Christmas is God's gift of sacrifice.  A "Wake-Up" to the world to be reconciled.  A megaphone in a manger calling us to remember how much He is needed in our world, so small and at the same time, so incredibly consuming...


Thursday, December 3, 2015

'Tis the Season of Self-Control

My daughter made our family's first round of (people) puppy chow this past Sunday, before December ever even rolled over on the calendar.  Monday night she was applying some serious peer-pressure for me to have a handful.  I have been living low-carb since before Halloween, so I kindly explained to her that I am weak in the area of self-control with yummy things and one harmless bite would turn into me finishing off the container...which is quite large.  She replied "that is some serious self-control to not even have a bite".

I was happy to have the distraction of teaching her to make the (people) puppy chow that afternoon, because I was in the middle of some self-imposed stewing.  Someone from our church had responded, in what "I" perceived, rather rudely to something that was meant for the good of all, not just our church.  And it took me the better part of the day to calm down.  It took a tremendous amount of self-control to not tell them my current perception of their actions.  

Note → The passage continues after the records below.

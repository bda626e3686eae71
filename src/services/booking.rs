//! Four-step appointment wizard: barber, service, date, then time.
//!
//! Transitions never fail loudly. A refused selection or navigation returns
//! `false` and leaves the wizard unchanged so the caller can re-render the
//! current state.

use std::collections::HashSet;

use chrono::{Datelike, Days, NaiveDate};
use log::{debug, info};
use rand::Rng;

use crate::domain::booking::{
    BookingError, BookingSelection, BookingSummary, DateOption, TimeSlot, WizardStep,
};
use crate::domain::catalog::{find_barber, find_service};
use crate::domain::types::{BarberId, ServiceId, SlotTime};
use crate::models::config::BusinessHours;

/// Decides whether a generated slot is offered as free.
pub trait AvailabilityProvider {
    fn is_available(&self, time: SlotTime) -> bool;
}

/// Marks each slot available independently with a fixed probability.
#[derive(Clone, Debug)]
pub struct RandomAvailability {
    probability: f64,
}

impl RandomAvailability {
    /// `probability` is clamped to `0.0..=1.0`; NaN counts as never available.
    pub fn new(probability: f64) -> Self {
        let probability = if probability.is_nan() {
            0.0
        } else {
            probability.clamp(0.0, 1.0)
        };
        Self { probability }
    }
}

impl AvailabilityProvider for RandomAvailability {
    fn is_available(&self, _time: SlotTime) -> bool {
        rand::rng().random_bool(self.probability)
    }
}

/// Deterministic availability: every slot is free except the listed times.
#[derive(Clone, Debug, Default)]
pub struct FixedAvailability {
    unavailable: HashSet<SlotTime>,
}

impl FixedAvailability {
    pub fn all_available() -> Self {
        Self::default()
    }

    pub fn unavailable<I>(times: I) -> Self
    where
        I: IntoIterator<Item = SlotTime>,
    {
        Self {
            unavailable: times.into_iter().collect(),
        }
    }
}

impl AvailabilityProvider for FixedAvailability {
    fn is_available(&self, time: SlotTime) -> bool {
        !self.unavailable.contains(&time)
    }
}

pub struct BookingWizard<A> {
    hours: BusinessHours,
    availability: A,
    step: WizardStep,
    selection: BookingSelection,
    dates: Vec<DateOption>,
    slots: Vec<TimeSlot>,
}

impl<A> BookingWizard<A>
where
    A: AvailabilityProvider,
{
    /// Opens a wizard session. Dates are offered starting at `today`.
    pub fn new(hours: BusinessHours, today: NaiveDate, availability: A) -> Self {
        let dates = date_options(&hours, today);
        let slots = generate_slots(&hours, &availability);
        Self {
            hours,
            availability,
            step: WizardStep::Barber,
            selection: BookingSelection::default(),
            dates,
            slots,
        }
    }

    pub fn step(&self) -> WizardStep {
        self.step
    }

    pub fn selection(&self) -> &BookingSelection {
        &self.selection
    }

    pub fn date_options(&self) -> &[DateOption] {
        &self.dates
    }

    pub fn time_slots(&self) -> &[TimeSlot] {
        &self.slots
    }

    /// Whether the field owned by the current step has been filled.
    pub fn can_advance(&self) -> bool {
        self.selection.is_filled(self.step)
    }

    pub fn advance(&mut self) -> bool {
        if !self.can_advance() {
            return false;
        }
        match self.step.next() {
            Some(next) => {
                self.step = next;
                true
            }
            None => false,
        }
    }

    pub fn retreat(&mut self) -> bool {
        match self.step.previous() {
            Some(previous) => {
                self.step = previous;
                true
            }
            None => false,
        }
    }

    /// Accepts only barbers from the shop catalog.
    pub fn select_barber(&mut self, id: BarberId) -> bool {
        if find_barber(&id).is_none() {
            debug!("Rejected unknown barber {id}");
            return false;
        }
        self.selection.barber_id = Some(id);
        true
    }

    /// Accepts only services from the shop catalog.
    pub fn select_service(&mut self, id: ServiceId) -> bool {
        if find_service(&id).is_none() {
            debug!("Rejected unknown service {id}");
            return false;
        }
        self.selection.service_id = Some(id);
        true
    }

    /// Rejects closed weekdays and dates outside the offered window.
    pub fn select_date(&mut self, date: NaiveDate) -> bool {
        let offered = self
            .dates
            .iter()
            .any(|option| option.date == date && option.selectable);
        if !offered {
            debug!("Rejected date {date}");
            return false;
        }
        self.selection.date = Some(date);
        true
    }

    /// Rejects times that are not an available generated slot.
    pub fn select_time(&mut self, time: SlotTime) -> bool {
        let available = self
            .slots
            .iter()
            .any(|slot| slot.time == time && slot.available);
        if !available {
            debug!("Rejected time {time}");
            return false;
        }
        self.selection.time = Some(time);
        true
    }

    /// Resolves the selection into a summary and starts a fresh session.
    ///
    /// On error the wizard is left exactly as it was.
    pub fn confirm(&mut self) -> Result<BookingSummary, BookingError> {
        if !self.step.is_last() {
            return Err(BookingError::NotOnLastStep);
        }
        if !self.selection.is_complete() {
            return Err(BookingError::Incomplete);
        }
        let summary = self.summarize()?;

        info!(
            "Booking confirmed: {} with {} on {} at {} ({})",
            summary.service_name, summary.barber_name, summary.date, summary.time, summary.price
        );

        self.reset();
        Ok(summary)
    }

    fn summarize(&self) -> Result<BookingSummary, BookingError> {
        let selection = &self.selection;
        let barber_id = selection.barber_id.as_ref().ok_or(BookingError::Incomplete)?;
        let service_id = selection.service_id.as_ref().ok_or(BookingError::Incomplete)?;
        let barber =
            find_barber(barber_id).ok_or_else(|| BookingError::UnknownBarber(barber_id.clone()))?;
        let service = find_service(service_id)
            .ok_or_else(|| BookingError::UnknownService(service_id.clone()))?;

        Ok(BookingSummary {
            barber_name: barber.name,
            service_name: service.name,
            date: selection.date.ok_or(BookingError::Incomplete)?,
            time: selection.time.ok_or(BookingError::Incomplete)?,
            price: service.price,
        })
    }

    /// Discards the selection and regenerates slot availability.
    pub fn reset(&mut self) {
        self.step = WizardStep::Barber;
        self.selection = BookingSelection::default();
        self.slots = generate_slots(&self.hours, &self.availability);
    }
}

fn date_options(hours: &BusinessHours, today: NaiveDate) -> Vec<DateOption> {
    (0..u64::from(hours.booking_window_days))
        .filter_map(|offset| today.checked_add_days(Days::new(offset)))
        .map(|date| DateOption {
            date,
            selectable: !hours.is_closed_on(date.weekday()),
        })
        .collect()
}

fn generate_slots<A: AvailabilityProvider>(hours: &BusinessHours, availability: &A) -> Vec<TimeSlot> {
    if hours.slot_minutes == 0 {
        return Vec::new();
    }
    let open = hours.open_hour.min(24) * 60;
    let close = hours.close_hour.min(24) * 60;

    (open..close)
        .step_by(hours.slot_minutes as usize)
        .filter_map(|minute| SlotTime::from_hm(minute / 60, minute % 60).ok())
        .map(|time| TimeSlot {
            time,
            available: availability.is_available(time),
        })
        .collect()
}

#[cfg(test)]
mod tests {
    use super::*;
    use crate::domain::types::Money;

    fn monday() -> NaiveDate {
        NaiveDate::from_ymd_opt(2024, 6, 17).unwrap()
    }

    fn at(hour: u32, minute: u32) -> SlotTime {
        SlotTime::from_hm(hour, minute).unwrap()
    }

    fn wizard() -> BookingWizard<FixedAvailability> {
        BookingWizard::new(
            BusinessHours::default(),
            monday(),
            FixedAvailability::unavailable([at(10, 0), at(14, 30)]),
        )
    }

    #[test]
    fn slots_cover_business_hours_in_half_hours() {
        let wizard = wizard();
        let slots = wizard.time_slots();

        assert_eq!(slots.len(), 20);
        assert_eq!(slots[0].time.to_string(), "08:00");
        assert_eq!(slots[19].time.to_string(), "17:30");
        assert_eq!(slots.iter().filter(|s| !s.available).count(), 2);
    }

    #[test]
    fn out_of_range_hours_are_clamped_to_the_day() {
        let late_open = BookingWizard::new(
            BusinessHours {
                open_hour: 80_000_000,
                ..BusinessHours::default()
            },
            monday(),
            FixedAvailability::all_available(),
        );
        assert!(late_open.time_slots().is_empty());

        let late_close = BookingWizard::new(
            BusinessHours {
                close_hour: u32::MAX,
                ..BusinessHours::default()
            },
            monday(),
            FixedAvailability::all_available(),
        );
        let slots = late_close.time_slots();
        assert_eq!(slots.len(), 32);
        assert_eq!(slots[31].time.to_string(), "23:30");
    }

    #[test]
    fn dates_span_two_weeks_with_weekends_unselectable() {
        let wizard = wizard();
        let dates = wizard.date_options();

        assert_eq!(dates.len(), 14);
        assert_eq!(dates[0].date, monday());
        assert!(dates[0].selectable);
        // 2024-06-22 and 2024-06-23 are Saturday and Sunday.
        assert!(!dates[5].selectable);
        assert!(!dates[6].selectable);
        assert_eq!(dates.iter().filter(|d| d.selectable).count(), 10);
    }

    #[test]
    fn advance_requires_current_field() {
        let mut wizard = wizard();

        assert!(!wizard.advance());
        assert_eq!(wizard.step(), WizardStep::Barber);

        assert!(wizard.select_barber(BarberId::new("1").unwrap()));
        assert!(wizard.advance());
        assert_eq!(wizard.step(), WizardStep::Service);

        assert!(!wizard.advance());
        assert!(wizard.select_service(ServiceId::new("2").unwrap()));
        assert!(wizard.advance());

        assert!(!wizard.advance());
        assert!(wizard.select_date(monday()));
        assert!(wizard.advance());
        assert_eq!(wizard.step(), WizardStep::Time);

        assert!(wizard.select_time(at(9, 0)));
        assert!(!wizard.advance());
        assert_eq!(wizard.step(), WizardStep::Time);
    }

    #[test]
    fn retreat_stops_at_first_step() {
        let mut wizard = wizard();
        assert!(!wizard.retreat());

        wizard.select_barber(BarberId::new("2").unwrap());
        wizard.advance();
        assert!(wizard.retreat());
        assert_eq!(wizard.step(), WizardStep::Barber);
        assert_eq!(
            wizard.selection().barber_id,
            Some(BarberId::new("2").unwrap())
        );
    }

    #[test]
    fn weekend_dates_are_rejected() {
        let mut wizard = wizard();
        let saturday = NaiveDate::from_ymd_opt(2024, 6, 22).unwrap();
        let sunday = NaiveDate::from_ymd_opt(2024, 6, 23).unwrap();

        assert!(!wizard.select_date(saturday));
        assert!(!wizard.select_date(sunday));
        assert_eq!(wizard.selection().date, None);

        assert!(wizard.select_date(monday()));
        assert!(!wizard.select_date(saturday));
        assert_eq!(wizard.selection().date, Some(monday()));
    }

    #[test]
    fn dates_outside_window_are_rejected() {
        let mut wizard = wizard();
        let yesterday = NaiveDate::from_ymd_opt(2024, 6, 16).unwrap();
        let too_far = NaiveDate::from_ymd_opt(2024, 7, 1).unwrap();

        assert!(!wizard.select_date(yesterday));
        assert!(!wizard.select_date(too_far));
    }

    #[test]
    fn unavailable_slots_are_rejected() {
        let mut wizard = wizard();

        assert!(!wizard.select_time(at(10, 0)));
        assert_eq!(wizard.selection().time, None);

        assert!(wizard.select_time(at(10, 30)));
        assert_eq!(wizard.selection().time, Some(at(10, 30)));

        assert!(!wizard.select_time(at(14, 30)));
        assert!(!wizard.select_time(at(18, 0)));
        assert_eq!(wizard.selection().time, Some(at(10, 30)));
    }

    #[test]
    fn unknown_catalog_ids_are_rejected() {
        let mut wizard = wizard();
        assert!(!wizard.select_barber(BarberId::new("99").unwrap()));
        assert!(!wizard.select_service(ServiceId::new("99").unwrap()));
        assert_eq!(wizard.selection(), &BookingSelection::default());
    }

    #[test]
    fn confirm_before_last_step_keeps_state() {
        let mut wizard = wizard();
        wizard.select_barber(BarberId::new("1").unwrap());
        wizard.select_service(ServiceId::new("1").unwrap());
        wizard.select_date(monday());
        wizard.select_time(at(9, 0));
        let before = wizard.selection().clone();

        assert_eq!(wizard.confirm(), Err(BookingError::NotOnLastStep));
        assert_eq!(wizard.selection(), &before);
    }

    #[test]
    fn confirm_without_time_is_incomplete() {
        let mut wizard = wizard();
        wizard.select_barber(BarberId::new("1").unwrap());
        wizard.advance();
        wizard.select_service(ServiceId::new("1").unwrap());
        wizard.advance();
        wizard.select_date(monday());
        wizard.advance();
        assert_eq!(wizard.step(), WizardStep::Time);
        let before = wizard.selection().clone();

        assert_eq!(wizard.confirm(), Err(BookingError::Incomplete));
        assert_eq!(wizard.step(), WizardStep::Time);
        assert_eq!(wizard.selection(), &before);
    }

    #[test]
    fn confirm_resolves_catalog_and_resets() {
        let mut wizard = wizard();
        wizard.select_barber(BarberId::new("1").unwrap());
        wizard.advance();
        wizard.select_service(ServiceId::new("2").unwrap());
        wizard.advance();
        wizard.select_date(monday());
        wizard.advance();
        wizard.select_time(at(9, 0));

        let summary = wizard.confirm().unwrap();

        assert_eq!(summary.barber_name, "Julin");
        assert_eq!(summary.service_name, "Corte + Barba");
        assert_eq!(summary.date, monday());
        assert_eq!(summary.time, at(9, 0));
        assert_eq!(summary.price, Money::from_cents(4000));

        assert_eq!(wizard.step(), WizardStep::Barber);
        assert_eq!(wizard.selection(), &BookingSelection::default());
    }

    #[test]
    fn random_availability_respects_extremes() {
        let always = RandomAvailability::new(1.0);
        let never = RandomAvailability::new(0.0);
        let nan = RandomAvailability::new(f64::NAN);

        assert!(always.is_available(at(8, 0)));
        assert!(!never.is_available(at(8, 0)));
        assert!(!nan.is_available(at(8, 0)));

        let wizard = BookingWizard::new(BusinessHours::default(), monday(), always);
        assert!(wizard.time_slots().iter().all(|s| s.available));
    }
}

Tuesday night, as I was ending my voluntary shift in the basketball concession, I had someone start in on me about all the things they didn't agree with.  It probably wasn't the kindest gesture, but my facial expression was a wide-eyed are you serious? and my arms went up in the air and I walked off.  My physical ability to bite my tongue is getting better, but the thumping pressure of blood coursing through my body is contending for top speed on Fast and Furious.  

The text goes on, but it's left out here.